* **ABOUT THIS TASK**: "bool" is the word to look for; say how many lines of the listing below contain it, and nothing else.

* **TASK INPUTS**:
════════════════
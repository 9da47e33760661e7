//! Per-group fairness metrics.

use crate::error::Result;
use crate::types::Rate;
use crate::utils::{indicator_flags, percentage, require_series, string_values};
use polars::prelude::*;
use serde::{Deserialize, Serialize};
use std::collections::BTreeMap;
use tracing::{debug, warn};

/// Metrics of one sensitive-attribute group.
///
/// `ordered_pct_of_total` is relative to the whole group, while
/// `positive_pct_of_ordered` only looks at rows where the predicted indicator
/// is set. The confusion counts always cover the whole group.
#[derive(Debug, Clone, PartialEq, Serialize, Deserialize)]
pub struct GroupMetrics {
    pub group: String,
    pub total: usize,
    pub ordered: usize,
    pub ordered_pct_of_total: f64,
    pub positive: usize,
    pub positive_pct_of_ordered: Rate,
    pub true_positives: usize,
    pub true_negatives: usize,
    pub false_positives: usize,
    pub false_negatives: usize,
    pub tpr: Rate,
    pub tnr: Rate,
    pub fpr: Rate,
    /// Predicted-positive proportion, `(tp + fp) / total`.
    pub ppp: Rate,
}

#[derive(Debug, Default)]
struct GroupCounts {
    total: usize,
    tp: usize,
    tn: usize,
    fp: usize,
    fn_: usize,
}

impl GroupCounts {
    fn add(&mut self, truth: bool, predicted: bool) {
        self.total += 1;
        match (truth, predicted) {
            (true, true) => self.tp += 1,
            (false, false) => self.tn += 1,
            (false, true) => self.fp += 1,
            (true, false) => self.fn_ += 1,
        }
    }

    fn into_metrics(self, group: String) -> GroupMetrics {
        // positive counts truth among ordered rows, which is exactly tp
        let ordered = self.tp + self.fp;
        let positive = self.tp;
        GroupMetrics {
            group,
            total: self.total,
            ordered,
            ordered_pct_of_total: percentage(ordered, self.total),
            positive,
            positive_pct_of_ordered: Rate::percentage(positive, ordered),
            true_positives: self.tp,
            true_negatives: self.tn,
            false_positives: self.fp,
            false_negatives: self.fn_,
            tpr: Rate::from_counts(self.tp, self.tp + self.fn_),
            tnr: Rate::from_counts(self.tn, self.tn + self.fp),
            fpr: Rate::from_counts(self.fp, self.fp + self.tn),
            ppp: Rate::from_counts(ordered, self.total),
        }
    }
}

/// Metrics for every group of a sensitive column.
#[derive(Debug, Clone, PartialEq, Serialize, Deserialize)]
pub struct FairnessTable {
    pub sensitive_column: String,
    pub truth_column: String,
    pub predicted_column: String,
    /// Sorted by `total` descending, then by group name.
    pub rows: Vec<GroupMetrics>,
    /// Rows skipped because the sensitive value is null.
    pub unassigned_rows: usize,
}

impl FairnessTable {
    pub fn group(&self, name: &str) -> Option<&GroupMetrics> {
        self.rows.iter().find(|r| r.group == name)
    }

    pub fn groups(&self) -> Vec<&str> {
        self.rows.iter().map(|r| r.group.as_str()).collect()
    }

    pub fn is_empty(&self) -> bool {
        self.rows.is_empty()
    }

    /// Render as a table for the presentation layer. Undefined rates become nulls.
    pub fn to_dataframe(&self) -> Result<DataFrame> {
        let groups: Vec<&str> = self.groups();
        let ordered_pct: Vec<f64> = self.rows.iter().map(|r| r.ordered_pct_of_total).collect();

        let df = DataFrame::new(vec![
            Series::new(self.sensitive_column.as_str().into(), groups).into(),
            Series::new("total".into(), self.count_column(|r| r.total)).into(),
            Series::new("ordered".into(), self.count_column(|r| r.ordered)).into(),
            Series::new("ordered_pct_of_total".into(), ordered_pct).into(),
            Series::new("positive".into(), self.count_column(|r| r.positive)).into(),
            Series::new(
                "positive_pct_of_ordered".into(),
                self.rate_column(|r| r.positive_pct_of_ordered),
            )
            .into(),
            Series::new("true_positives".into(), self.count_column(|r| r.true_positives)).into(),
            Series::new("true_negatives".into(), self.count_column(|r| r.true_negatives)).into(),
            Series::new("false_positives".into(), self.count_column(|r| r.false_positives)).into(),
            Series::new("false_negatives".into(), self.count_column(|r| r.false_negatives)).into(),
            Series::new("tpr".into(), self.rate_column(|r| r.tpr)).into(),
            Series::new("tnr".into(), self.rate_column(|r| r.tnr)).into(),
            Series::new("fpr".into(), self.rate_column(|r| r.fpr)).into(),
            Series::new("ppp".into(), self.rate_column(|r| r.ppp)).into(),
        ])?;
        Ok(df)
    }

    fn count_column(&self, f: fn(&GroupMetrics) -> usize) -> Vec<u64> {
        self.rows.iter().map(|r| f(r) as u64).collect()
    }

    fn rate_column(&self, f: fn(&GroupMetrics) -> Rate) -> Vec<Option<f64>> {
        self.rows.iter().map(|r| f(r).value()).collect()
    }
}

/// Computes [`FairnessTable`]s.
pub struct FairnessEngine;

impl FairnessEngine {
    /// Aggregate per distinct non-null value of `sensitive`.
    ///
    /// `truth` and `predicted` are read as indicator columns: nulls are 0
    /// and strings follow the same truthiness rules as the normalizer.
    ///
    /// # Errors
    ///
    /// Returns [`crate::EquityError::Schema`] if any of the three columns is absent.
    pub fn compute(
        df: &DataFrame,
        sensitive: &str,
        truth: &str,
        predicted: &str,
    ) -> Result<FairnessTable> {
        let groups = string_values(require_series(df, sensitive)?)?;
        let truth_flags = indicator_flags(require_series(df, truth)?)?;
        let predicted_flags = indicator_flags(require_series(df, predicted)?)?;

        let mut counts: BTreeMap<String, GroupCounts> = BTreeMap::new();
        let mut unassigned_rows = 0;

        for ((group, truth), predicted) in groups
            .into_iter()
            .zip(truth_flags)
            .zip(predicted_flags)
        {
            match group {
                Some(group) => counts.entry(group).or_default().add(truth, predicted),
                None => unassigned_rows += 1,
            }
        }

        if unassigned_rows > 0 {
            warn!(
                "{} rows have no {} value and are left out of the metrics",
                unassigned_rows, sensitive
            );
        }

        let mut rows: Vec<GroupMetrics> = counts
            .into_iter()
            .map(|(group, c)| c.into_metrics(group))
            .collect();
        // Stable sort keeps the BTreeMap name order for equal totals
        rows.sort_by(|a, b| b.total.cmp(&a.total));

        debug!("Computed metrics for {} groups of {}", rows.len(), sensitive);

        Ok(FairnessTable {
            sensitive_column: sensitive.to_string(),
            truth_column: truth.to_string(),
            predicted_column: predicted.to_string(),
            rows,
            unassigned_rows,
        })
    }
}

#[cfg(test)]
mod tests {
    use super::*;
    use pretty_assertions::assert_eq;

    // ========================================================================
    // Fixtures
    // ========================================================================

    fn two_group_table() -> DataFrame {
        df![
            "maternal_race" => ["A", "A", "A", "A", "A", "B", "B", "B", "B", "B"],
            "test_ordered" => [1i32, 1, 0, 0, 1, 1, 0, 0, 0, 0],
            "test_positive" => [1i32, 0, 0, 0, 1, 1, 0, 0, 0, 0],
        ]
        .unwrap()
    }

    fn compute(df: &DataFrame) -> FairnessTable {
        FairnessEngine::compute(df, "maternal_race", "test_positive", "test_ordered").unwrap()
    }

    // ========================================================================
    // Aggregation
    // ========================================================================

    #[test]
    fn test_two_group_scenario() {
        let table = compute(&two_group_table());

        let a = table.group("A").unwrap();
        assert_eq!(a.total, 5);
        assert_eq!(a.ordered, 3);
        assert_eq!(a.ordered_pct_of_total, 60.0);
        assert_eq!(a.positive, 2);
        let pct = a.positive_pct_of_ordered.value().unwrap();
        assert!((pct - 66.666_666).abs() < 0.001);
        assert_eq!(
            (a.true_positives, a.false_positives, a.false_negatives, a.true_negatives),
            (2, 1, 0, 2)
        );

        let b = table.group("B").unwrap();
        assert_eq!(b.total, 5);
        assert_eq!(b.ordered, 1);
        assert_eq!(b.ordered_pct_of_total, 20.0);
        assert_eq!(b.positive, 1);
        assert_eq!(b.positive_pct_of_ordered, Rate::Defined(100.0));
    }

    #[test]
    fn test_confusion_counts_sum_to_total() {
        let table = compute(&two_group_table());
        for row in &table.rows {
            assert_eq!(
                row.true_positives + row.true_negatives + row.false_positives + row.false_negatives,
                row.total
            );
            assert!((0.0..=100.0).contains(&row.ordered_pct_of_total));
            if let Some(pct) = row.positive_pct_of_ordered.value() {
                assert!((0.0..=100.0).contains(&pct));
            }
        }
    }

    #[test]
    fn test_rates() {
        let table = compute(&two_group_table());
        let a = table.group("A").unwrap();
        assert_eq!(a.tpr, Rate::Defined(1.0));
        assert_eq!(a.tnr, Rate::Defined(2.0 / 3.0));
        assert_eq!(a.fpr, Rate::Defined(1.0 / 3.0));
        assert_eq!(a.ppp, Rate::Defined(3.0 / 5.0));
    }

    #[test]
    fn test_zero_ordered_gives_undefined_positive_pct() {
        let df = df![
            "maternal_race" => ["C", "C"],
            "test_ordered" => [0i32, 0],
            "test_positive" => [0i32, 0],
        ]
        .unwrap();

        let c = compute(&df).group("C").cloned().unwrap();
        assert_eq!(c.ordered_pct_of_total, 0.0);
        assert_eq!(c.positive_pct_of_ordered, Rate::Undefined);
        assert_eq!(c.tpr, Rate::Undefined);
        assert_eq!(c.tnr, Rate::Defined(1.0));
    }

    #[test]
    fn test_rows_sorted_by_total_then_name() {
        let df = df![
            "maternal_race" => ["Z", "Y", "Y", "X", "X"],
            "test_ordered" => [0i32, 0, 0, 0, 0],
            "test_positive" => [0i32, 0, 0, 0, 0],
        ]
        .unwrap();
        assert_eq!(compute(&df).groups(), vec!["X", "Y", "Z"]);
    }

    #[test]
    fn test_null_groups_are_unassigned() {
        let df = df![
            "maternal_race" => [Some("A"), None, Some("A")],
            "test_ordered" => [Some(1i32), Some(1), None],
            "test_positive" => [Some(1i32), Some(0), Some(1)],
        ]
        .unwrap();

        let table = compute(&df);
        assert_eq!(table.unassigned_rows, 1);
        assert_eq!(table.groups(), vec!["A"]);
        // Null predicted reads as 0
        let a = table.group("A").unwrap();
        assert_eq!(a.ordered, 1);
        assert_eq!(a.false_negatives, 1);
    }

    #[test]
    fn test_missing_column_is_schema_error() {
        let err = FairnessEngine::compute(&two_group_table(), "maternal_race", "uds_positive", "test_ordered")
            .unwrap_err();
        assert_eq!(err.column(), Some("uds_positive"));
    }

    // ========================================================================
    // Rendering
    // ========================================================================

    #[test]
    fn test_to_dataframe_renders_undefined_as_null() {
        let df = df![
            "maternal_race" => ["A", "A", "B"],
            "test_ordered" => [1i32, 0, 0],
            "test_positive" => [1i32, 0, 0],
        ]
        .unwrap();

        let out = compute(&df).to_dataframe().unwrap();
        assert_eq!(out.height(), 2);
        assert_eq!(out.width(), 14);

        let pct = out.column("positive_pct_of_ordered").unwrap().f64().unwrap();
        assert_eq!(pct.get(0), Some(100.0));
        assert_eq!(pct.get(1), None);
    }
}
════════════════
* **SOLUTION TO THE EXERCISE**: 2